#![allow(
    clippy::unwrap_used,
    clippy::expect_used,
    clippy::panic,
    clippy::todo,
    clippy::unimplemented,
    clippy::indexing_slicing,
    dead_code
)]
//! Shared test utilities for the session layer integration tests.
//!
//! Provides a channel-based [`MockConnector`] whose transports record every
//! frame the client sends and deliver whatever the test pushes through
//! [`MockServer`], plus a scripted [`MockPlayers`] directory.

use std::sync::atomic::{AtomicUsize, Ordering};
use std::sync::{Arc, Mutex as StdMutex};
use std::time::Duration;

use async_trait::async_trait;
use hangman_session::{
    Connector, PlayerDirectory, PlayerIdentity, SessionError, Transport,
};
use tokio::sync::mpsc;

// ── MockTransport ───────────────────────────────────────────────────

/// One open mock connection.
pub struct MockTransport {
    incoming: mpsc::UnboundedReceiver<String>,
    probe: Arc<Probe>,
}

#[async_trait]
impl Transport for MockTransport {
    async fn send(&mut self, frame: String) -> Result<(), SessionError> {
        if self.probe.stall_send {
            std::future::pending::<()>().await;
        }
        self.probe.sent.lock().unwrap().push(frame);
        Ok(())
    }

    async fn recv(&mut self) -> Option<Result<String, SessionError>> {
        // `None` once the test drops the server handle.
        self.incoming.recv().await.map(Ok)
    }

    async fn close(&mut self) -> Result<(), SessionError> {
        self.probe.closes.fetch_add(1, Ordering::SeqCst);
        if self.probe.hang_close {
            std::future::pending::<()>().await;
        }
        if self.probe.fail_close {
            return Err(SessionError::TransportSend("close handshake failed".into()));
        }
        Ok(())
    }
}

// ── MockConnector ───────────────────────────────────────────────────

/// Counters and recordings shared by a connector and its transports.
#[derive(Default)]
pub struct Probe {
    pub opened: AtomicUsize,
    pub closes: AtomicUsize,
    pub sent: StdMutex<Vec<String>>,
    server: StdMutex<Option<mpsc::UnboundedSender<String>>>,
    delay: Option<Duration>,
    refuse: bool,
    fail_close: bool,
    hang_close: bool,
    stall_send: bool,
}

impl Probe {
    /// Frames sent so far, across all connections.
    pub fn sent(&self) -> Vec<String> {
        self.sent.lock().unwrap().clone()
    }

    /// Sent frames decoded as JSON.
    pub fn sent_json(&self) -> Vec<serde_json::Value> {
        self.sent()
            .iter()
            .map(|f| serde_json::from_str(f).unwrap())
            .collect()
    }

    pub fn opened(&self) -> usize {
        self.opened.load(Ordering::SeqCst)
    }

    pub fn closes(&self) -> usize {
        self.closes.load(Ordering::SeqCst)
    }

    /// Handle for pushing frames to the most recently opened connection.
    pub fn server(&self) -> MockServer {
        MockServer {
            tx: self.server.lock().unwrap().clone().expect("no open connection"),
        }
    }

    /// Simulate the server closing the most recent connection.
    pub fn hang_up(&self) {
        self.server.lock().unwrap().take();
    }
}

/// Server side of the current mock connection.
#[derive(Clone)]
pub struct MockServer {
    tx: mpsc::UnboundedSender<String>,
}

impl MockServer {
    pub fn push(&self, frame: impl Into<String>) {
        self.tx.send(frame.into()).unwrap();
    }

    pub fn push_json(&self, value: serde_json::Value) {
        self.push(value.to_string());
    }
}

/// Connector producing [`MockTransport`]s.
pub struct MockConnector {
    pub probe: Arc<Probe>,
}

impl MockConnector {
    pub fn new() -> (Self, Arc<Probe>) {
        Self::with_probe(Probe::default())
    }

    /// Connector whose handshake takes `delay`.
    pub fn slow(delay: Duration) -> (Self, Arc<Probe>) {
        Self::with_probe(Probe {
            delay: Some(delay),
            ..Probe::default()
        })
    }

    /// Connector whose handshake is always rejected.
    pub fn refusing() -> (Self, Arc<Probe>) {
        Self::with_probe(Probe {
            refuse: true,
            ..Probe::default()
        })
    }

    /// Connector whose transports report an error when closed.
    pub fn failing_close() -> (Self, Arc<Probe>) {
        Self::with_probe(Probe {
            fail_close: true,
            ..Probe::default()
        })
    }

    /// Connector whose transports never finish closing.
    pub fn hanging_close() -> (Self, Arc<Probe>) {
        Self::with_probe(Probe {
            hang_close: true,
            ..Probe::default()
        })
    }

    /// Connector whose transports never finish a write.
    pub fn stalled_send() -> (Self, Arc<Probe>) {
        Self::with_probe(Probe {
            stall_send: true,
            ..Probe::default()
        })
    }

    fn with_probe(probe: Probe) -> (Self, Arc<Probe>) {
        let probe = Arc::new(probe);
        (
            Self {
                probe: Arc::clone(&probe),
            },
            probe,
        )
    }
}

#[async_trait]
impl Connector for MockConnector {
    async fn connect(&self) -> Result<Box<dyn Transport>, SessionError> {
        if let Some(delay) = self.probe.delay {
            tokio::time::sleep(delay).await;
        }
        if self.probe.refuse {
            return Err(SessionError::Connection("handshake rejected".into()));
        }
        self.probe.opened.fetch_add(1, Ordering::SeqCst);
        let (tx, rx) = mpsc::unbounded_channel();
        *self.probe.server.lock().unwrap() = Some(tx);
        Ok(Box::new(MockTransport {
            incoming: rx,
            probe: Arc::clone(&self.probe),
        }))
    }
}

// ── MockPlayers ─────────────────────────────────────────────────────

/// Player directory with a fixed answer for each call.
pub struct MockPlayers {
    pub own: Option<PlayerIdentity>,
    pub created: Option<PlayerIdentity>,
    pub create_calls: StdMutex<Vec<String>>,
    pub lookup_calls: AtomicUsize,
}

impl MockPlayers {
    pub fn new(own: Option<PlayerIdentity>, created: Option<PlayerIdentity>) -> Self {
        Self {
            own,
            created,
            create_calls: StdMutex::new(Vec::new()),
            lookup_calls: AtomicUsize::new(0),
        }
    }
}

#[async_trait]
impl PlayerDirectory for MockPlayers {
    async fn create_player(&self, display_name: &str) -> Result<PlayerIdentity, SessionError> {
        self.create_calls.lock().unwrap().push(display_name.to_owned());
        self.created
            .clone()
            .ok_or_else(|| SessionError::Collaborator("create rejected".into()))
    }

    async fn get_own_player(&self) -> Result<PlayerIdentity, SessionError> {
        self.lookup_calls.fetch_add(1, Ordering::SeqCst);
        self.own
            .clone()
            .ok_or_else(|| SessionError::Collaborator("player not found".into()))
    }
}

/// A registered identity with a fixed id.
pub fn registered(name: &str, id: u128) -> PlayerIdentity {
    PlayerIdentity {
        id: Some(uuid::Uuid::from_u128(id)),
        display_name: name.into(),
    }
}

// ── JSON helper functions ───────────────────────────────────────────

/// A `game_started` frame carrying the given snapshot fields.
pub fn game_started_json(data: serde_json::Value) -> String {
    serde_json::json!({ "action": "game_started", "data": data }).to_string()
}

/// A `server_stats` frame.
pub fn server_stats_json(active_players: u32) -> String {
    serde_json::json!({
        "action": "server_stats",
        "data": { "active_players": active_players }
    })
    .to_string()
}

----------

__WORK TO COMPLETE__:
Reproduce the data shown above exactly.

__ANSWER TO THE PROBLEM__:
#![allow(
    clippy::unwrap_used,
    clippy::expect_used,
    clippy::panic,
    clippy::todo,
    clippy::unimplemented,
    clippy::indexing_slicing,
    dead_code
)]
//! Shared test utilities for the session layer integration tests.
//!
//! Provides a channel-based [`MockConnector`] whose transports record every
//! frame the client sends and deliver whatever the test pushes through
//! [`MockServer`], plus a scripted [`MockPlayers`] directory.

use std::sync::atomic::{AtomicUsize, Ordering};
use std::sync::{Arc, Mutex as StdMutex};
use std::time::Duration;

use async_trait::async_trait;
use hangman_session::{
    Connector, PlayerDirectory, PlayerIdentity, SessionError, Transport,
};
use tokio::sync::mpsc;

// ── MockTransport ───────────────────────────────────────────────────

/// One open mock connection.
pub struct MockTransport {
    incoming: mpsc::UnboundedReceiver<String>,
    probe: Arc<Probe>,
}

#[async_trait]
impl Transport for MockTransport {
    async fn send(&mut self, frame: String) -> Result<(), SessionError> {
        if self.probe.stall_send {
            std::future::pending::<()>().await;
        }
        self.probe.sent.lock().unwrap().push(frame);
        Ok(())
    }

    async fn recv(&mut self) -> Option<Result<String, SessionError>> {
        // `None` once the test drops the server handle.
        self.incoming.recv().await.map(Ok)
    }

    async fn close(&mut self) -> Result<(), SessionError> {
        self.probe.closes.fetch_add(1, Ordering::SeqCst);
        if self.probe.hang_close {
            std::future::pending::<()>().await;
        }
        if self.probe.fail_close {
            return Err(SessionError::TransportSend("close handshake failed".into()));
        }
        Ok(())
    }
}

// ── MockConnector ───────────────────────────────────────────────────

/// Counters and recordings shared by a connector and its transports.
#[derive(Default)]
pub struct Probe {
    pub opened: AtomicUsize,
    pub closes: AtomicUsize,
    pub sent: StdMutex<Vec<String>>,
    server: StdMutex<Option<mpsc::UnboundedSender<String>>>,
    delay: Option<Duration>,
    refuse: bool,
    fail_close: bool,
    hang_close: bool,
    stall_send: bool,
}

impl Probe {
    /// Frames sent so far, across all connections.
    pub fn sent(&self) -> Vec<String> {
        self.sent.lock().unwrap().clone()
    }

    /// Sent frames decoded as JSON.
    pub fn sent_json(&self) -> Vec<serde_json::Value> {
        self.sent()
            .iter()
            .map(|f| serde_json::from_str(f).unwrap())
            .collect()
    }

    pub fn opened(&self) -> usize {
        self.opened.load(Ordering::SeqCst)
    }

    pub fn closes(&self) -> usize {
        self.closes.load(Ordering::SeqCst)
    }

    /// Handle for pushing frames to the most recently opened connection.
    pub fn server(&self) -> MockServer {
        MockServer {
            tx: self.server.lock().unwrap().clone().expect("no open connection"),
        }
    }

    /// Simulate the server closing the most recent connection.
    pub fn hang_up(&self) {
        self.server.lock().unwrap().take();
    }
}

/// Server side of the current mock connection.
#[derive(Clone)]
pub struct MockServer {
    tx: mpsc::UnboundedSender<String>,
}

impl MockServer {
    pub fn push(&self, frame: impl Into<String>) {
        self.tx.send(frame.into()).unwrap();
    }

    pub fn push_json(&self, value: serde_json::Value) {
        self.push(value.to_string());
    }
}

/// Connector producing [`MockTransport`]s.
pub struct MockConnector {
    pub probe: Arc<Probe>,
}

impl MockConnector {
    pub fn new() -> (Self, Arc<Probe>) {
        Self::with_probe(Probe::default())
    }

    /// Connector whose handshake takes `delay`.
    pub fn slow(delay: Duration) -> (Self, Arc<Probe>) {
        Self::with_probe(Probe {
            delay: Some(delay),
            ..Probe::default()
        })
    }

    /// Connector whose handshake is always rejected.
    pub fn refusing() -> (Self, Arc<Probe>) {
        Self::with_probe(Probe {
            refuse: true,
            ..Probe::default()
        })
    }

    /// Connector whose transports report an error when closed.
    pub fn failing_close() -> (Self, Arc<Probe>) {
        Self::with_probe(Probe {
            fail_close: true,
            ..Probe::default()
        })
    }

    /// Connector whose transports never finish closing.
    pub fn hanging_close() -> (Self, Arc<Probe>) {
        Self::with_probe(Probe {
            hang_close: true,
            ..Probe::default()
        })
    }

    /// Connector whose transports never finish a write.
    pub fn stalled_send() -> (Self, Arc<Probe>) {
        Self::with_probe(Probe {
            stall_send: true,
            ..Probe::default()
        })
    }

    fn with_probe(probe: Probe) -> (Self, Arc<Probe>) {
        let probe = Arc::new(probe);
        (
            Self {
                probe: Arc::clone(&probe),
            },
            probe,
        )
    }
}

#[async_trait]
impl Connector for MockConnector {
    async fn connect(&self) -> Result<Box<dyn Transport>, SessionError> {
        if let Some(delay) = self.probe.delay {
            tokio::time::sleep(delay).await;
        }
        if self.probe.refuse {
            return Err(SessionError::Connection("handshake rejected".into()));
        }
        self.probe.opened.fetch_add(1, Ordering::SeqCst);
        let (tx, rx) = mpsc::unbounded_channel();
        *self.probe.server.lock().unwrap() = Some(tx);
        Ok(Box::new(MockTransport {
            incoming: rx,
            probe: Arc::clone(&self.probe),
        }))
    }
}

// ── MockPlayers ─────────────────────────────────────────────────────

/// Player directory with a fixed answer for each call.
pub struct MockPlayers {
    pub own: Option<PlayerIdentity>,
    pub created: Option<PlayerIdentity>,
    pub create_calls: StdMutex<Vec<String>>,
    pub lookup_calls: AtomicUsize,
}

impl MockPlayers {
    pub fn new(own: Option<PlayerIdentity>, created: Option<PlayerIdentity>) -> Self {
        Self {
            own,
            created,
            create_calls: StdMutex::new(Vec::new()),
            lookup_calls: AtomicUsize::new(0),
        }
    }
}

#[async_trait]
impl PlayerDirectory for MockPlayers {
    async fn create_player(&self, display_name: &str) -> Result<PlayerIdentity, SessionError> {
        self.create_calls.lock().unwrap().push(display_name.to_owned());
        self.created
            .clone()
            .ok_or_else(|| SessionError::Collaborator("create rejected".into()))
    }

    async fn get_own_player(&self) -> Result<PlayerIdentity, SessionError> {
        self.lookup_calls.fetch_add(1, Ordering::SeqCst);
        self.own
            .clone()
            .ok_or_else(|| SessionError::Collaborator("player not found".into()))
    }
}

/// A registered identity with a fixed id.
pub fn registered(name: &str, id: u128) -> PlayerIdentity {
    PlayerIdentity {
        id: Some(uuid::Uuid::from_u128(id)),
        display_name: name.into(),
    }
}

// ── JSON helper functions ───────────────────────────────────────────

/// A `game_started` frame carrying the given snapshot fields.
pub fn game_started_json(data: serde_json::Value) -> String {
    serde_json::json!({ "action": "game_started", "data": data }).to_string()
}

/// A `server_stats` frame.
pub fn server_stats_json(active_players: u32) -> String {
    serde_json::json!({
        "action": "server_stats",
        "data": { "active_players": active_players }
    })
    .to_string()
}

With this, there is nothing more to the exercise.